Başçı, Dünya Ekonomik Forumu toplantıları için bulunduğu Davos'ta katıldığı bir televizyon programında soruları yanıtladı. Başçı, katıldığı toplantılarda gelişmiş ülkelerle gelişmekte olan ülkelerin problemleri arasında siyahla beyaz kadar fark olduğunu belirtti.
Gelişmekte olan ülkelerin kalkınma potansiyellerini nasıl hayata geçirebilecekleri, altyapı projelerini nasıl ilerletebilecekleri,finansmanla ilgili dar boğazları nasıl aşabilecekleri gibi yapısal konular üzerinde konuştuklarını ifade eden Başçı, gelişmiş ülkelerin, kamu borcunun ödenip ödenemeyeceği ve bunun bankacılık kesimine yansımaları gibi konuları tartıştıklarını dile getirdi.

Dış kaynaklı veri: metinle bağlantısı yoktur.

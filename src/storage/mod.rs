pub mod archive;
pub mod cache_dir;
pub mod directory;

pub use archive::{pack_outputs, unpack_outputs, ArchiveManifest};
pub use cache_dir::default_cache_dir;
pub use directory::DirectoryBuildCache;

use sha2::{Digest, Sha256};

use crate::error::Result;

/// Key-value store for packed task outputs
///
/// Only consulted when the task's cache decision allows it.
pub trait BuildCacheStore: Send + Sync {
    /// Retrieve a blob by key
    fn get(&self, key: &str) -> Result<Option<Vec<u8>>>;

    /// Store a blob under a key, replacing any previous blob
    fn put(&self, key: &str, data: &[u8]) -> Result<()>;

    /// Check if a blob exists
    fn contains(&self, key: &str) -> Result<bool>;

    /// Delete a blob. Returns whether it existed.
    fn remove(&self, key: &str) -> Result<bool>;
}

/// Derives the store key for a task from a caller supplied key.
///
/// The caller key stands for the task's inputs; mixing in the identity keeps
/// two tasks with the same inputs apart.
pub fn cache_key(task_identity: &str, input_key: &str) -> String {
    let mut hasher = Sha256::new();
    hasher.update(task_identity.as_bytes());
    hasher.update([0u8]);
    hasher.update(input_key.as_bytes());
    hex::encode(hasher.finalize())
}
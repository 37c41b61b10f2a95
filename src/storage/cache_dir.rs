use std::path::PathBuf;

/// Default build cache directory
///
/// - Linux/Unix: $XDG_CACHE_HOME/taskout or ~/.cache/taskout
/// - macOS: ~/Library/Caches/taskout
/// - Windows: %LOCALAPPDATA%/taskout
pub fn default_cache_dir() -> PathBuf {
    if let Some(cache_dir) = dirs::cache_dir() {
        cache_dir.join("taskout")
    } else {
        PathBuf::from(".taskout/cache")
    }
}
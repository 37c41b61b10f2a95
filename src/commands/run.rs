/// `taskout run` command implementation
///
/// Acts as the scheduler for a single task: skip when up to date, restore
/// from the build cache when possible, otherwise execute and record.
use anyhow::{Context, Result};
use std::process::{Command, ExitStatus};
use std::sync::Arc;
use std::time::Instant;
use tracing::{info, warn};

use super::{close_history, Workspace};
use crate::cli::RunArgs;
use crate::cli_utils::taskout_prefix;
use taskout::logging::{operations, status};
use taskout::outputs::TaskOutputs;
use taskout::storage::{
    cache_key, pack_outputs, unpack_outputs, ArchiveManifest, BuildCacheStore,
};

pub fn run(args: &RunArgs) -> Result<()> {
    let workspace = Workspace::load(&args.task.common)?;
    let history = workspace.open_history()?;
    let outputs = workspace.task_outputs(&args.task, Arc::clone(&history))?;
    let task = outputs.identity().to_string();

    let evaluation = outputs.before_execution();
    if evaluation.up_to_date && !args.rerun {
        eprintln!("{} {} is up to date", taskout_prefix(), task);
        drop(outputs);
        return close_history(history);
    }
    if let Some(reason) = &evaluation.reason {
        eprintln!("{} {} must run: {}", taskout_prefix(), task, reason);
    }

    let decision = outputs.cache_decision();
    let cache = match (&args.cache_key, args.no_cache) {
        (Some(input_key), false) if decision.allowed => workspace
            .open_cache()?
            .map(|store| (cache_key(&task, input_key), store)),
        (Some(_), false) => {
            if let Some(reason) = &decision.reason {
                eprintln!("{} Build cache not used: {}", taskout_prefix(), reason);
            }
            None
        }
        _ => None,
    };

    if let Some((key, store)) = &cache {
        if restore(&outputs, store, key)? {
            outputs
                .after_execution(true)
                .context("Failed to record restored outputs")?;
            eprintln!("{} {} restored from build cache", taskout_prefix(), task);
            drop(outputs);
            return close_history(history);
        }
    }

    let start = Instant::now();
    let exit = execute(&args.command, &workspace)?;
    let duration = start.elapsed();

    if !exit.success() {
        outputs.after_execution(false)?;
        let code = exit.code().unwrap_or(1);
        eprintln!(
            "{} {} failed after {:.2}s (exit: {})",
            taskout_prefix(),
            task,
            duration.as_secs_f64(),
            code
        );
        drop(outputs);
        close_history(history)?;
        std::process::exit(code);
    }

    outputs
        .after_execution(true)
        .context("Failed to record task outputs")?;
    eprintln!(
        "{} {} completed in {:.2}s",
        taskout_prefix(),
        task,
        duration.as_secs_f64()
    );

    if let Some((key, store)) = &cache {
        if let Err(e) = store_outputs(&outputs, store, key) {
            warn!(
                operation = operations::CACHE_PUT,
                status = status::ERROR,
                task = %task,
                error = %e,
                "failed to store outputs in build cache"
            );
        }
    }

    drop(outputs);
    close_history(history)
}

fn execute(command: &[String], workspace: &Workspace) -> Result<ExitStatus> {
    let Some((program, rest)) = command.split_first() else {
        anyhow::bail!("No command given");
    };

    info!(
        operation = operations::EXECUTE,
        program = %program,
        "executing task command"
    );

    Command::new(program)
        .args(rest)
        .current_dir(&workspace.base_dir)
        .status()
        .with_context(|| format!("Failed to execute {program}"))
}

/// Restores outputs from the cache. Returns false on a miss or when the
/// restored outputs do not match what was packed.
fn restore(outputs: &TaskOutputs, store: &dyn BuildCacheStore, key: &str) -> Result<bool> {
    let Some(blob) = store.get(key).context("Failed to read build cache")? else {
        info!(
            operation = operations::CACHE_GET,
            status = status::MISS,
            task = outputs.identity(),
            "build cache miss"
        );
        return Ok(false);
    };

    let manifest = match unpack_outputs(&blob, outputs.base_dir()) {
        Ok(manifest) => manifest,
        Err(e) => {
            warn!(
                operation = operations::CACHE_GET,
                status = status::ERROR,
                task = outputs.identity(),
                error = %e,
                "could not restore cached outputs, executing instead"
            );
            return Ok(false);
        }
    };

    if !matches_manifest(outputs, &manifest) {
        return Ok(false);
    }

    info!(
        operation = operations::CACHE_GET,
        status = status::HIT,
        task = outputs.identity(),
        "restored outputs from build cache"
    );
    Ok(true)
}

/// Whether the outputs now on disk are the ones the cache entry was packed
/// from. Any failure to fingerprint them counts as a mismatch.
fn matches_manifest(outputs: &TaskOutputs, manifest: &ArchiveManifest) -> bool {
    let restored = match outputs.cache_payload() {
        Ok(payload) => payload
            .map(|payload| payload.key_material())
            .unwrap_or_default(),
        Err(e) => {
            warn!(
                operation = operations::CACHE_GET,
                status = status::ERROR,
                task = outputs.identity(),
                error = %e,
                "could not fingerprint restored outputs, executing instead"
            );
            return false;
        }
    };

    if restored != manifest.key_material {
        warn!(
            operation = operations::CACHE_GET,
            status = status::ERROR,
            task = outputs.identity(),
            "restored outputs differ from the cached entry, executing instead"
        );
        return false;
    }
    true
}

fn store_outputs(outputs: &TaskOutputs, store: &dyn BuildCacheStore, key: &str) -> Result<()> {
    let Some(payload) = outputs.cache_payload()? else {
        return Ok(());
    };
    let blob = pack_outputs(&payload, outputs.base_dir())?;
    store.put(key, &blob)?;

    info!(
        operation = operations::CACHE_PUT,
        status = status::SUCCESS,
        task = outputs.identity(),
        size_bytes = blob.len(),
        "stored outputs in build cache"
    );
    Ok(())
}

#[cfg(test)]
mod tests {
    use super::*;
    use std::fs;
    use std::sync::atomic::AtomicBool;
    use taskout::outputs::{Fingerprinter, HistoryStore};
    use tempfile::TempDir;

    fn cacheable_task(project: &std::path::Path, fingerprinter: Fingerprinter) -> TaskOutputs {
        let mut builder = TaskOutputs::builder(":assemble", project);
        builder
            .declare("dist", ["dist"], true)
            .unwrap()
            .cacheable(true)
            .fingerprinter(fingerprinter);
        builder.build(Arc::new(HistoryStore::in_memory()))
    }

    #[test]
    fn test_restored_outputs_match_manifest() {
        let project = TempDir::new().unwrap();
        fs::create_dir_all(project.path().join("dist")).unwrap();
        fs::write(project.path().join("dist/app.js"), "bundle").unwrap();
        let task = cacheable_task(project.path(), Fingerprinter::new(project.path()));

        let blob = pack_outputs(&task.cache_payload().unwrap().unwrap(), project.path()).unwrap();
        let manifest = unpack_outputs(&blob, project.path()).unwrap();
        assert!(matches_manifest(&task, &manifest));

        fs::write(project.path().join("dist/app.js"), "other").unwrap();
        assert!(!matches_manifest(&task, &manifest));
    }

    #[test]
    fn test_unfingerprintable_restore_is_a_miss() {
        let project = TempDir::new().unwrap();
        fs::create_dir_all(project.path().join("dist")).unwrap();
        fs::write(project.path().join("dist/app.js"), "bundle").unwrap();
        let task = cacheable_task(project.path(), Fingerprinter::new(project.path()));
        let blob = pack_outputs(&task.cache_payload().unwrap().unwrap(), project.path()).unwrap();

        let cancelled = Fingerprinter::new(project.path())
            .with_cancellation(Arc::new(AtomicBool::new(true)));
        let task = cacheable_task(project.path(), cancelled);
        let manifest = unpack_outputs(&blob, project.path()).unwrap();
        assert!(!matches_manifest(&task, &manifest));
    }
}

“Mali disiplinin önemi tescil edildi”
Bu anlamda Avrupa'nın içinde de bir ayrışma olduğunu kaydeden Başçı, “Almanya bir tarafa, kamu borcu problemi yaşayan Yunanistan, İspanya, Portekiz, İtalya gibi ülkeler bir tarafa... Aralarında bir ayrışma var. Dolayısıyla mali disiplinin ne kadar önemli olduğu bir kere daha tescil edilmiş oldu” dedi.
Gelişmekte olan ülkelerde ise bütçe dengelerinin çok iyi olduğunu anlatan Başçı, bu ülkelerde bankacılık sistemlerinin çok sağlıklı olduğunu ve büyümeye devam ettiğini kaydetti.
Gelişmiş ülkeler açısından finansman kanallarının da çalıştığını belirten Başçı, “Bütün kaygı, 'Avrupa'da bankalar zor durumda kalır da finansman kaynaklarını gelişmekte olan ülkelere aktaramazlarsa o zaman ne olur?' diyorlardı. Hayır, Avrupa'da bankalarda zorluklar varsa İngiltere'de, Amerika'da, Japonya'da bankalar var. Finansman akar, yeter ki fon kaynağı olsun” diye konuştu.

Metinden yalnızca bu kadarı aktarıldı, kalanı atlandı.